(Problem):
For each line below, write it out exactly as it appears.

-------- The data

use std::collections::HashMap;
use std::fmt;
use std::sync::Arc;
use std::time::{Instant, SystemTime, UNIX_EPOCH};

use arc_swap::ArcSwapOption;
use snafu::ensure;
use tokio::sync::{OnceCell, RwLock};

use super::backend::{BackendFactory, Generator, LoadedBackend, Processor};
use super::error::{EmptyIdentifierSnafu, ModelLoadResult};

/// A loaded model, shared read-only by every session that uses its identifier.
pub struct ModelHandle {
    identifier: String,
    processor: Arc<dyn Processor>,
    model: Arc<dyn Generator>,
    loaded_at_unix_seconds: u64,
}

impl ModelHandle {
    pub fn new(identifier: impl Into<String>, backend: LoadedBackend) -> Self {
        Self {
            identifier: identifier.into(),
            processor: backend.processor,
            model: backend.model,
            loaded_at_unix_seconds: unix_timestamp_seconds(),
        }
    }

    pub fn identifier(&self) -> &str {
        &self.identifier
    }

    pub fn processor(&self) -> &dyn Processor {
        self.processor.as_ref()
    }

    pub fn model(&self) -> &dyn Generator {
        self.model.as_ref()
    }

    pub fn loaded_at_unix_seconds(&self) -> u64 {
        self.loaded_at_unix_seconds
    }
}

impl fmt::Debug for ModelHandle {
    fn fmt(&self, formatter: &mut fmt::Formatter<'_>) -> fmt::Result {
        formatter
            .debug_struct("ModelHandle")
            .field("identifier", &self.identifier)
            .field("loaded_at_unix_seconds", &self.loaded_at_unix_seconds)
            .finish_non_exhaustive()
    }
}

type HandleSlot = Arc<OnceCell<Arc<ModelHandle>>>;

/// Keyed, load-once cache of model handles.
///
/// Each identifier owns a once-cell, so two sessions asking for the same model at the same
/// time share a single backend open. A failed open leaves the cell empty and the next call
/// retries. Handles are never evicted; the most recent successful `load` becomes active.
pub struct ModelLoader {
    factory: Arc<dyn BackendFactory>,
    slots: RwLock<HashMap<String, HandleSlot>>,
    active: ArcSwapOption<ModelHandle>,
}

impl ModelLoader {
    pub fn new(factory: Arc<dyn BackendFactory>) -> Self {
        Self {
            factory,
            slots: RwLock::new(HashMap::new()),
            active: ArcSwapOption::empty(),
        }
    }

    pub fn backend_id(&self) -> &str {
        self.factory.backend_id()
    }

    pub async fn load(&self, identifier: &str) -> ModelLoadResult<Arc<ModelHandle>> {
        let identifier = identifier.trim();
        ensure!(
            !identifier.is_empty(),
            EmptyIdentifierSnafu {
                stage: "model-loader-load"
            }
        );

        let slot = self.slot(identifier).await;
        let handle = slot
            .get_or_try_init(|| self.open_handle(identifier))
            .await?
            .clone();

        let previous = self.active.swap(Some(handle.clone()));
        if previous
            .as_ref()
            .is_none_or(|previous| !Arc::ptr_eq(previous, &handle))
        {
            tracing::info!(model_id = %identifier, "active model switched");
        }

        Ok(handle)
    }

    /// Returns the cached handle for `identifier` without triggering a load.
    pub async fn get(&self, identifier: &str) -> Option<Arc<ModelHandle>> {
        let slots = self.slots.read().await;
        slots
            .get(identifier.trim())
            .and_then(|slot| slot.get().cloned())
    }

    pub fn active(&self) -> Option<Arc<ModelHandle>> {
        self.active.load_full()
    }

    /// Resident handles ordered by identifier.
    pub async fn loaded(&self) -> Vec<Arc<ModelHandle>> {
        let slots = self.slots.read().await;
        let mut handles = slots
            .values()
            .filter_map(|slot| slot.get().cloned())
            .collect::<Vec<_>>();
        handles.sort_by(|left, right| left.identifier().cmp(right.identifier()));
        handles
    }

    async fn slot(&self, identifier: &str) -> HandleSlot {
        if let Some(slot) = self.slots.read().await.get(identifier) {
            return slot.clone();
        }

        let mut slots = self.slots.write().await;
        slots.entry(identifier.to_string()).or_default().clone()
    }

    async fn open_handle(&self, identifier: &str) -> ModelLoadResult<Arc<ModelHandle>> {
        let started_at = Instant::now();
        tracing::info!(
            backend_id = %self.factory.backend_id(),
            model_id = %identifier,
            "loading model"
        );

        match self.factory.open(identifier).await {
            Ok(backend) => {
                tracing::info!(
                    model_id = %identifier,
                    elapsed_ms = started_at.elapsed().as_millis() as u64,
                    "model loaded"
                );
                Ok(Arc::new(ModelHandle::new(identifier, backend)))
            }
            Err(error) => {
                tracing::error!(
                    model_id = %identifier,
                    error = %error,
                    "model load failed"
                );
                Err(error)
            }
        }
    }
}

fn unix_timestamp_seconds() -> u64 {
    SystemTime::now()
        .duration_since(UNIX_EPOCH)
        .map_or(0, |duration| duration.as_secs())
}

----------------

(Result below):
use std::collections::HashMap;
use std::fmt;
use std::sync::Arc;
use std::time::{Instant, SystemTime, UNIX_EPOCH};

use arc_swap::ArcSwapOption;
use snafu::ensure;
use tokio::sync::{OnceCell, RwLock};

use super::backend::{BackendFactory, Generator, LoadedBackend, Processor};
use super::error::{EmptyIdentifierSnafu, ModelLoadResult};

/// A loaded model, shared read-only by every session that uses its identifier.
pub struct ModelHandle {
    identifier: String,
    processor: Arc<dyn Processor>,
    model: Arc<dyn Generator>,
    loaded_at_unix_seconds: u64,
}

impl ModelHandle {
    pub fn new(identifier: impl Into<String>, backend: LoadedBackend) -> Self {
        Self {
            identifier: identifier.into(),
            processor: backend.processor,
            model: backend.model,
            loaded_at_unix_seconds: unix_timestamp_seconds(),
        }
    }

    pub fn identifier(&self) -> &str {
        &self.identifier
    }

    pub fn processor(&self) -> &dyn Processor {
        self.processor.as_ref()
    }

    pub fn model(&self) -> &dyn Generator {
        self.model.as_ref()
    }

    pub fn loaded_at_unix_seconds(&self) -> u64 {
        self.loaded_at_unix_seconds
    }
}

impl fmt::Debug for ModelHandle {
    fn fmt(&self, formatter: &mut fmt::Formatter<'_>) -> fmt::Result {
        formatter
            .debug_struct("ModelHandle")
            .field("identifier", &self.identifier)
            .field("loaded_at_unix_seconds", &self.loaded_at_unix_seconds)
            .finish_non_exhaustive()
    }
}

type HandleSlot = Arc<OnceCell<Arc<ModelHandle>>>;

/// Keyed, load-once cache of model handles.
///
/// Each identifier owns a once-cell, so two sessions asking for the same model at the same
/// time share a single backend open. A failed open leaves the cell empty and the next call
/// retries. Handles are never evicted; the most recent successful `load` becomes active.
pub struct ModelLoader {
    factory: Arc<dyn BackendFactory>,
    slots: RwLock<HashMap<String, HandleSlot>>,
    active: ArcSwapOption<ModelHandle>,
}

impl ModelLoader {
    pub fn new(factory: Arc<dyn BackendFactory>) -> Self {
        Self {
            factory,
            slots: RwLock::new(HashMap::new()),
            active: ArcSwapOption::empty(),
        }
    }

    pub fn backend_id(&self) -> &str {
        self.factory.backend_id()
    }

    pub async fn load(&self, identifier: &str) -> ModelLoadResult<Arc<ModelHandle>> {
        let identifier = identifier.trim();
        ensure!(
            !identifier.is_empty(),
            EmptyIdentifierSnafu {
                stage: "model-loader-load"
            }
        );

        let slot = self.slot(identifier).await;
        let handle = slot
            .get_or_try_init(|| self.open_handle(identifier))
            .await?
            .clone();

        let previous = self.active.swap(Some(handle.clone()));
        if previous
            .as_ref()
            .is_none_or(|previous| !Arc::ptr_eq(previous, &handle))
        {
            tracing::info!(model_id = %identifier, "active model switched");
        }

        Ok(handle)
    }

    /// Returns the cached handle for `identifier` without triggering a load.
    pub async fn get(&self, identifier: &str) -> Option<Arc<ModelHandle>> {
        let slots = self.slots.read().await;
        slots
            .get(identifier.trim())
            .and_then(|slot| slot.get().cloned())
    }

    pub fn active(&self) -> Option<Arc<ModelHandle>> {
        self.active.load_full()
    }

    /// Resident handles ordered by identifier.
    pub async fn loaded(&self) -> Vec<Arc<ModelHandle>> {
        let slots = self.slots.read().await;
        let mut handles = slots
            .values()
            .filter_map(|slot| slot.get().cloned())
            .collect::<Vec<_>>();
        handles.sort_by(|left, right| left.identifier().cmp(right.identifier()));
        handles
    }

    async fn slot(&self, identifier: &str) -> HandleSlot {
        if let Some(slot) = self.slots.read().await.get(identifier) {
            return slot.clone();
        }

        let mut slots = self.slots.write().await;
        slots.entry(identifier.to_string()).or_default().clone()
    }

    async fn open_handle(&self, identifier: &str) -> ModelLoadResult<Arc<ModelHandle>> {
        let started_at = Instant::now();
        tracing::info!(
            backend_id = %self.factory.backend_id(),
            model_id = %identifier,
            "loading model"
        );

        match self.factory.open(identifier).await {
            Ok(backend) => {
                tracing::info!(
                    model_id = %identifier,
                    elapsed_ms = started_at.elapsed().as_millis() as u64,
                    "model loaded"
                );
                Ok(Arc::new(ModelHandle::new(identifier, backend)))
            }
            Err(error) => {
                tracing::error!(
                    model_id = %identifier,
                    error = %error,
                    "model load failed"
                );
                Err(error)
            }
        }
    }
}

fn unix_timestamp_seconds() -> u64 {
    SystemTime::now()
        .duration_since(UNIX_EPOCH)
        .map_or(0, |duration| duration.as_secs())
}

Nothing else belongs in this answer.